Dilma 2018 – esse é o cartaz que deveria estar em todas as faculdades de História, em todas as escolas de teatro, todos os sindicatos, acampamentos de sem terra, grupos de supremacistas negros, coletivos feministas, núcleos bolivarianos e fábricas de mortadela.

Dilma 2018 para Presidenta, com Gleisi de Viça.

Uma chapa puro-sangue, grelo duro. Estrogênio e nitroglicerina pura, para sambar na cara do patriarcado.

Em vez deste governo golpista de homens velhos e brancos, um governo de mulheres jovens e negras.

Graça Foster nas Minas e Energia.
Marilena Chauí na Educação.
Tássia Camargo na Cultura.
Luciana Lóssio na Justiça.
Kátia Abreu na Agricultura.
Maria da Penha na Defesa.
Rose Noronha (sem trocadilho) nas Relações Exteriores.
E Erenice Guerra, Fátima Bezerra, Benedita da Silva…

Uma chapa popular dessas seria imbatível.
Lacraria já no primeiro turno – e não só no DataFolha.
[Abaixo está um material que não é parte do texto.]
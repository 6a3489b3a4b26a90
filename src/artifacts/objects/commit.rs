//! Commit object
//!
//! Commits are immutable snapshots of the tracked files. Each one holds:
//! - Zero (root), one or two (merge) parent commit IDs, in order
//! - The creation timestamp
//! - The full mapping from tracked file name to blob ID (not a delta)
//! - The commit message
//!
//! ## Format
//!
//! On disk:
//! ```text
//! commit <size>\0
//! parent <parent-sha>
//! date <unix-seconds> <timezone>
//! file <blob-sha> <file-name>
//!
//! <commit message>
//! ```
//!
//! The timestamp is part of the hashed bytes, so two commits only share an
//! ID when message, timestamp, parents and snapshot all agree.

use crate::artifacts::objects::object::{Object, Packable, Unpackable, frame};
use crate::artifacts::objects::object_id::ObjectId;
use crate::artifacts::objects::object_type::ObjectType;
use crate::errors::GitletError;
use anyhow::Context;
use bytes::Bytes;
use chrono::{DateTime, FixedOffset, TimeZone};
use std::collections::{BTreeMap, BTreeSet};
use std::io::BufRead;

/// Maximum number of parents a commit may record (a merge commit)
pub const MAX_PARENTS: usize = 2;

/// Message of the root commit created by `init`
pub const ROOT_COMMIT_MESSAGE: &str = "initial commit";

/// Environment variable pinning the timestamp of new commits
pub const COMMIT_DATE_ENV: &str = "GITLET_COMMIT_DATE";

/// Tracked file name to blob ID
pub type Snapshot = BTreeMap<String, ObjectId>;

/// Whether `name` can be tracked: a plain file name directly in the working directory
///
/// Names are stored one per line in the commit payload, so line breaks and NUL
/// are excluded along with path separators and the metadata directory.
pub fn is_trackable_name(name: &str) -> bool {
    !name.is_empty()
        && !matches!(name, "." | ".." | ".gitlet")
        && !name.contains(['/', '\n', '\r', '\0'])
}

#[derive(Debug, Clone, Eq, PartialEq)]
pub struct Commit {
    /// Parent commit IDs (empty for the root commit, two for merge commits)
    parents: Vec<ObjectId>,
    timestamp: DateTime<FixedOffset>,
    /// Every file tracked by this commit
    tracked: Snapshot,
    message: String,
}

impl Commit {
    /// Create a new commit
    ///
    /// Fails with `InvalidMessage` for an empty message and with `InvalidObject`
    /// when more than two parents are given or a tracked name is not trackable.
    pub fn new(
        message: String,
        parents: Vec<ObjectId>,
        timestamp: DateTime<FixedOffset>,
        tracked: Snapshot,
    ) -> anyhow::Result<Self> {
        if message.is_empty() {
            return Err(GitletError::InvalidMessage.into());
        }

        if parents.len() > MAX_PARENTS {
            return Err(GitletError::InvalidObject(format!(
                "commit has {} parents, at most {MAX_PARENTS} allowed",
                parents.len()
            ))
            .into());
        }

        if let Some(name) = tracked.keys().find(|name| !is_trackable_name(name)) {
            return Err(
                GitletError::InvalidObject(format!("commit tracks invalid file name {name:?}"))
                    .into(),
            );
        }

        Ok(Commit {
            parents,
            timestamp,
            tracked,
            message,
        })
    }

    /// The parentless commit every repository starts from
    ///
    /// Uses the Unix epoch as timestamp so that all repositories share it.
    pub fn root() -> Self {
        Commit {
            parents: Vec::new(),
            timestamp: epoch(),
            tracked: Snapshot::new(),
            message: ROOT_COMMIT_MESSAGE.to_string(),
        }
    }

    /// Copy of the tracked mapping, the starting point of a child commit
    pub fn snapshot(&self) -> Snapshot {
        self.tracked.clone()
    }

    pub fn has_file(&self, name: &str) -> bool {
        self.tracked.contains_key(name)
    }

    pub fn file_digest(&self, name: &str) -> Option<&ObjectId> {
        self.tracked.get(name)
    }

    pub fn files(&self) -> BTreeSet<&str> {
        self.tracked.keys().map(String::as_str).collect()
    }

    pub fn tracked(&self) -> &Snapshot {
        &self.tracked
    }

    pub fn parents(&self) -> &[ObjectId] {
        &self.parents
    }

    /// First parent, the one `log` follows
    pub fn parent(&self) -> Option<&ObjectId> {
        self.parents.first()
    }

    pub fn is_merge(&self) -> bool {
        self.parents.len() == MAX_PARENTS
    }

    pub fn message(&self) -> &str {
        &self.message
    }

    pub fn timestamp(&self) -> DateTime<FixedOffset> {
        self.timestamp
    }

    /// Timestamp in the form "Thu Jan 1 00:00:00 1970 +0000"
    pub fn readable_timestamp(&self) -> String {
        self.timestamp
            .format("%a %b %-d %H:%M:%S %Y %z")
            .to_string()
    }
}

/// Timestamp for a new commit
///
/// Reads `GITLET_COMMIT_DATE` (RFC 2822 or `%Y-%m-%d %H:%M:%S %z`) and falls back
/// to the current local time.
pub fn commit_timestamp() -> DateTime<FixedOffset> {
    std::env::var(COMMIT_DATE_ENV)
        .ok()
        .and_then(|date_str| {
            DateTime::parse_from_rfc2822(&date_str)
                .or_else(|_| DateTime::parse_from_str(&date_str, "%Y-%m-%d %H:%M:%S %z"))
                .ok()
        })
        .unwrap_or_else(|| chrono::Local::now().fixed_offset())
}

fn epoch() -> DateTime<FixedOffset> {
    DateTime::<chrono::Utc>::UNIX_EPOCH.fixed_offset()
}

fn parse_timezone(timezone: &str) -> anyhow::Result<FixedOffset> {
    let (sign, digits) = match timezone.split_at_checked(1) {
        Some(("+", digits)) => (1, digits),
        Some(("-", digits)) => (-1, digits),
        _ => anyhow::bail!("Invalid timezone: {timezone}"),
    };

    if digits.len() != 4 || !digits.bytes().all(|b| b.is_ascii_digit()) {
        anyhow::bail!("Invalid timezone: {timezone}");
    }

    let hours = digits[..2].parse::<i32>()?;
    let minutes = digits[2..].parse::<i32>()?;

    FixedOffset::east_opt(sign * (hours * 3600 + minutes * 60))
        .with_context(|| format!("Invalid timezone: {timezone}"))
}

fn parse_date(value: &str) -> anyhow::Result<DateTime<FixedOffset>> {
    let (seconds, timezone) = value
        .split_once(' ')
        .context("Invalid commit object: malformed date line")?;
    let seconds = seconds.parse::<i64>().context("Invalid timestamp")?;
    let timezone = parse_timezone(timezone)?;

    timezone
        .timestamp_opt(seconds, 0)
        .single()
        .context("Invalid timestamp")
}

impl Packable for Commit {
    fn serialize(&self) -> anyhow::Result<Bytes> {
        let mut lines = vec![];

        for parent in &self.parents {
            lines.push(format!("parent {parent}"));
        }
        lines.push(format!(
            "date {} {}",
            self.timestamp.timestamp(),
            self.timestamp.format("%z")
        ));
        for (name, oid) in &self.tracked {
            lines.push(format!("file {oid} {name}"));
        }
        lines.push(String::new());
        lines.push(self.message.clone());

        Ok(frame(self.object_type(), lines.join("\n").as_bytes()))
    }
}

impl Unpackable for Commit {
    fn deserialize(reader: impl BufRead) -> anyhow::Result<Self> {
        let content = reader
            .bytes()
            .collect::<Result<Vec<u8>, std::io::Error>>()?;
        let content = String::from_utf8(content)?;

        let (header, message) = content
            .split_once("\n\n")
            .context("Invalid commit object: missing message separator")?;

        let mut parents = Vec::new();
        let mut timestamp = None;
        let mut tracked = Snapshot::new();

        for line in header.lines() {
            if let Some(parent) = line.strip_prefix("parent ") {
                parents.push(ObjectId::try_parse(parent.to_string())?);
            } else if let Some(date) = line.strip_prefix("date ") {
                timestamp = Some(parse_date(date)?);
            } else if let Some(entry) = line.strip_prefix("file ") {
                let (oid, name) = entry
                    .split_once(' ')
                    .context("Invalid commit object: malformed file line")?;
                tracked.insert(name.to_string(), ObjectId::try_parse(oid.to_string())?);
            } else {
                anyhow::bail!("Invalid commit object: unexpected line {line:?}");
            }
        }

        let timestamp = timestamp.context("Invalid commit object: missing date line")?;

        Self::new(message.to_string(), parents, timestamp, tracked)
    }
}

impl Object for Commit {
    fn object_type(&self) -> ObjectType {
        ObjectType::Commit
    }
}

#[cfg(test)]
mod tests {
    use super::*;
    use pretty_assertions::assert_eq;
    use rstest::rstest;
    use std::io::Cursor;

    fn oid(c: char) -> ObjectId {
        ObjectId::try_parse(c.to_string().repeat(40)).unwrap()
    }

    fn fixed_time() -> DateTime<FixedOffset> {
        DateTime::parse_from_str("2023-01-01 12:00:00 +0200", "%Y-%m-%d %H:%M:%S %z").unwrap()
    }

    fn payload(commit: &Commit) -> Vec<u8> {
        let bytes = commit.serialize().unwrap();
        let start = bytes.iter().position(|b| *b == 0).unwrap() + 1;
        bytes[start..].to_vec()
    }

    #[test]
    fn test_empty_message_is_rejected() {
        let error = Commit::new(String::new(), vec![], fixed_time(), Snapshot::new()).unwrap_err();

        assert_eq!(
            error.downcast_ref::<GitletError>(),
            Some(&GitletError::InvalidMessage)
        );
    }

    #[test]
    fn test_three_parents_are_rejected() {
        let result = Commit::new(
            "octopus".to_string(),
            vec![oid('a'), oid('b'), oid('c')],
            fixed_time(),
            Snapshot::new(),
        );

        assert!(result.is_err());
    }

    #[test]
    fn test_root_commit_is_deterministic() {
        let first = Commit::root();
        let second = Commit::root();

        assert_eq!(first.object_id().unwrap(), second.object_id().unwrap());
        assert_eq!(first.readable_timestamp(), "Thu Jan 1 00:00:00 1970 +0000");
        assert!(first.parents().is_empty());
    }

    #[test]
    fn test_timestamp_participates_in_the_id() {
        let first = Commit::new("m".into(), vec![oid('a')], fixed_time(), Snapshot::new()).unwrap();
        let second = Commit::new(
            "m".into(),
            vec![oid('a')],
            fixed_time() + chrono::Duration::seconds(1),
            Snapshot::new(),
        )
        .unwrap();

        assert_ne!(first.object_id().unwrap(), second.object_id().unwrap());
    }

    #[test]
    fn test_merge_commit_survives_deserialize() {
        let tracked = Snapshot::from([
            ("a b.txt".to_string(), oid('1')),
            ("z.txt".to_string(), oid('2')),
        ]);
        let commit = Commit::new(
            "Merged feature into master.\nsecond line".into(),
            vec![oid('a'), oid('b')],
            fixed_time(),
            tracked,
        )
        .unwrap();

        let parsed = Commit::deserialize(Cursor::new(payload(&commit))).unwrap();

        assert_eq!(parsed, commit);
        assert!(parsed.is_merge());
        assert_eq!(parsed.parent(), Some(&oid('a')));
        assert_eq!(parsed.file_digest("a b.txt"), Some(&oid('1')));
        assert_eq!(parsed.object_id().unwrap(), commit.object_id().unwrap());
    }

    #[test]
    fn test_snapshot_is_a_full_copy() {
        let tracked = Snapshot::from([("x.txt".to_string(), oid('1'))]);
        let commit = Commit::new("first".into(), vec![oid('a')], fixed_time(), tracked).unwrap();

        let mut snapshot = commit.snapshot();
        snapshot.remove("x.txt");

        assert!(commit.has_file("x.txt"));
        assert_eq!(commit.files(), BTreeSet::from(["x.txt"]));
    }

    #[test]
    fn test_timezone_parsing() {
        assert_eq!(parse_timezone("+0530").unwrap().local_minus_utc(), 19800);
        assert_eq!(parse_timezone("-0800").unwrap().local_minus_utc(), -28800);
        assert!(parse_timezone("0800").is_err());
        assert!(parse_timezone("+é12").is_err());
        assert!(parse_timezone("+08:0").is_err());
    }

    #[rstest]
    #[case::line_break("a\nb")]
    #[case::carriage_return("a\r")]
    #[case::nul("a\0b")]
    #[case::path("sub/x.txt")]
    #[case::parent_dir("..")]
    #[case::metadata_dir(".gitlet")]
    #[case::empty("")]
    fn test_untrackable_names_are_rejected(#[case] name: &str) {
        assert!(!is_trackable_name(name));

        let tracked = Snapshot::from([(name.to_string(), oid('1'))]);
        let error = Commit::new("first".into(), vec![oid('a')], fixed_time(), tracked).unwrap_err();

        assert!(matches!(
            error.downcast_ref::<GitletError>(),
            Some(GitletError::InvalidObject(_))
        ));
    }

    #[test]
    fn test_ordinary_names_are_trackable() {
        assert!(is_trackable_name("a b.txt"));
        assert!(is_trackable_name(".hidden"));
        assert!(is_trackable_name("ünïcode.md"));
    }
}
No Natal, Dilma indultaria Lula, Delúbio, Delcídio (não, Delcídio não!), Dirceu, Vaccari, Cerveró, Duque, João Santana, Sérgio Cabral, Eike e todos os demais cumpanhêros.

Marcelo Odebrecht contaria ter sido torturado em Curitiba, obrigado a confessar, e a Lava Jato acabaria, por falta de provas.

Com Carmen Lúcia fora do STF e Toffoli ocupando a Presidência (era pra ser a Rosa Weber, mas…) o resto estaria no papo.

Esquecam Dória, Alckimin, Ciro, Bolsonaro – todos homens, velhos e brancos. Todo poder às mulheres, ainda que não tão jovens nem tão pretas..

Rousseff & Hoffman – o Brasil para as brasileiras!

Eu apoio.

Conquistas

 

O PIB recuou 3,6% em 2016 (já tinha recuado 3,8% em 2015).
Obrigado, presidenta Dilma.
Obrigado, PT.

É a pior crise já registrada na economia brasileira, superando a dos anos 30.
Obrigado, presidenta Dilma.
Obrigado, PT. 

O consumo das famílias caiu 4,2%.
Obrigado, presidenta Dilma.
Obrigado, PT.

A renda per capita caiu 4,4% em 2016, depois de ter caído 4,6% em 2015.
Com isso, foram anulados os ganhos dos quatro anos anteriores.
Obrigado, presidenta Dilma.
Obrigado, PT.

Mudando de assunto, você já assinou o manifesto pedindo a volta do Lula?
Já gritou “Fora, Temer” hoje?
Porque não há nada tão ruim que não possa se tornar ainda muito pior.